[WHAT NEEDS TO BE DONE]: Wherever a line in the data below holds "Deserialize", copy that line.

[EXERCISE MATERIALS]:

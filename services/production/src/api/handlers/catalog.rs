//! 订单、工序、员工

use axum::extract::{Json, Path, Query, State};
use axum::http::StatusCode;
use axum::routing::get;
use axum::Router;
use oleema_common::{PagedResult, Pagination};
use oleema_errors::AppResult;
use serde::Deserialize;

use crate::api::state::AppState;
use crate::application::catalog::{
    CreateEmployeeCommand, CreateOrderCommand, ProcessCommand, UpdateEmployeeCommand,
    UpdateOrderCommand,
};
use crate::domain::employee::{Employee, EmployeeId};
use crate::domain::order::{Order, OrderId};
use crate::domain::process::{Process, ProcessId};

pub fn routes() -> Router<AppState> {
    Router::new()
        .route("/api/orders", get(list_orders).post(create_order))
        .route(
            "/api/orders/{id}",
            get(get_order).put(update_order).delete(delete_order),
        )
        .route("/api/processes", get(list_processes).post(create_process))
        .route(
            "/api/processes/{id}",
            get(get_process).put(update_process).delete(delete_process),
        )
        .route("/api/employees", get(list_employees).post(create_employee))
        .route(
            "/api/employees/{id}",
            get(get_employee).put(update_employee).delete(delete_employee),
        )
}

/// 列表过滤：仅启用
#[derive(Debug, Default, Deserialize)]
pub struct ActiveFilter {
    #[serde(default)]
    pub active_only: bool,
}

// ---------------------------------------------------------------------------
// 订单
// ---------------------------------------------------------------------------

async fn list_orders(
    State(state): State<AppState>,
    Query(pagination): Query<Pagination>,
) -> AppResult<Json<PagedResult<Order>>> {
    Ok(Json(state.catalog.list_orders(&pagination).await?))
}

async fn create_order(
    State(state): State<AppState>,
    Json(cmd): Json<CreateOrderCommand>,
) -> AppResult<(StatusCode, Json<Order>)> {
    let order = state.catalog.create_order(cmd).await?;
    Ok((StatusCode::CREATED, Json(order)))
}

async fn get_order(
    State(state): State<AppState>,
    Path(id): Path<OrderId>,
) -> AppResult<Json<Order>> {
    Ok(Json(state.catalog.get_order(&id).await?))
}

async fn update_order(
    State(state): State<AppState>,
    Path(id): Path<OrderId>,
    Json(cmd): Json<UpdateOrderCommand>,
) -> AppResult<Json<Order>> {
    Ok(Json(state.catalog.update_order(&id, cmd).await?))
}

async fn delete_order(
    State(state): State<AppState>,
    Path(id): Path<OrderId>,
) -> AppResult<StatusCode> {
    state.catalog.delete_order(&id).await?;
    Ok(StatusCode::NO_CONTENT)
}

// ---------------------------------------------------------------------------
// 工序
// ---------------------------------------------------------------------------

async fn list_processes(
    State(state): State<AppState>,
    Query(filter): Query<ActiveFilter>,
) -> AppResult<Json<Vec<Process>>> {
    Ok(Json(state.catalog.list_processes(filter.active_only).await?))
}

async fn create_process(
    State(state): State<AppState>,
    Json(cmd): Json<ProcessCommand>,
) -> AppResult<(StatusCode, Json<Process>)> {
    let process = state.catalog.create_process(cmd).await?;
    Ok((StatusCode::CREATED, Json(process)))
}

async fn get_process(
    State(state): State<AppState>,
    Path(id): Path<ProcessId>,
) -> AppResult<Json<Process>> {
    Ok(Json(state.catalog.get_process(&id).await?))
}

async fn update_process(
    State(state): State<AppState>,
    Path(id): Path<ProcessId>,
    Json(cmd): Json<ProcessCommand>,
) -> AppResult<Json<Process>> {
    Ok(Json(state.catalog.update_process(&id, cmd).await?))
}

async fn delete_process(
    State(state): State<AppState>,
    Path(id): Path<ProcessId>,
) -> AppResult<StatusCode> {
    state.catalog.delete_process(&id).await?;
    Ok(StatusCode::NO_CONTENT)
}

// ---------------------------------------------------------------------------
// 员工
// ---------------------------------------------------------------------------

async fn list_employees(
    State(state): State<AppState>,
    Query(filter): Query<ActiveFilter>,
) -> AppResult<Json<Vec<Employee>>> {
    Ok(Json(state.catalog.list_employees(filter.active_only).await?))
}

async fn create_employee(
    State(state): State<AppState>,
    Json(cmd): Json<CreateEmployeeCommand>,
) -> AppResult<(StatusCode, Json<Employee>)> {
    let employee = state.catalog.create_employee(cmd).await?;
    Ok((StatusCode::CREATED, Json(employee)))
}

async fn get_employee(
    State(state): State<AppState>,
    Path(id): Path<EmployeeId>,
) -> AppResult<Json<Employee>> {
    Ok(Json(state.catalog.get_employee(&id).await?))
}

async fn update_employee(
    State(state): State<AppState>,
    Path(id): Path<EmployeeId>,
    Json(cmd): Json<UpdateEmployeeCommand>,
) -> AppResult<Json<Employee>> {
    Ok(Json(state.catalog.update_employee(&id, cmd).await?))
}

async fn delete_employee(
    State(state): State<AppState>,
    Path(id): Path<EmployeeId>,
) -> AppResult<StatusCode> {
    state.catalog.delete_employee(&id).await?;
    Ok(StatusCode::NO_CONTENT)
}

[TASK OUTPUT]:
use serde::Deserialize;
#[derive(Debug, Default, Deserialize)]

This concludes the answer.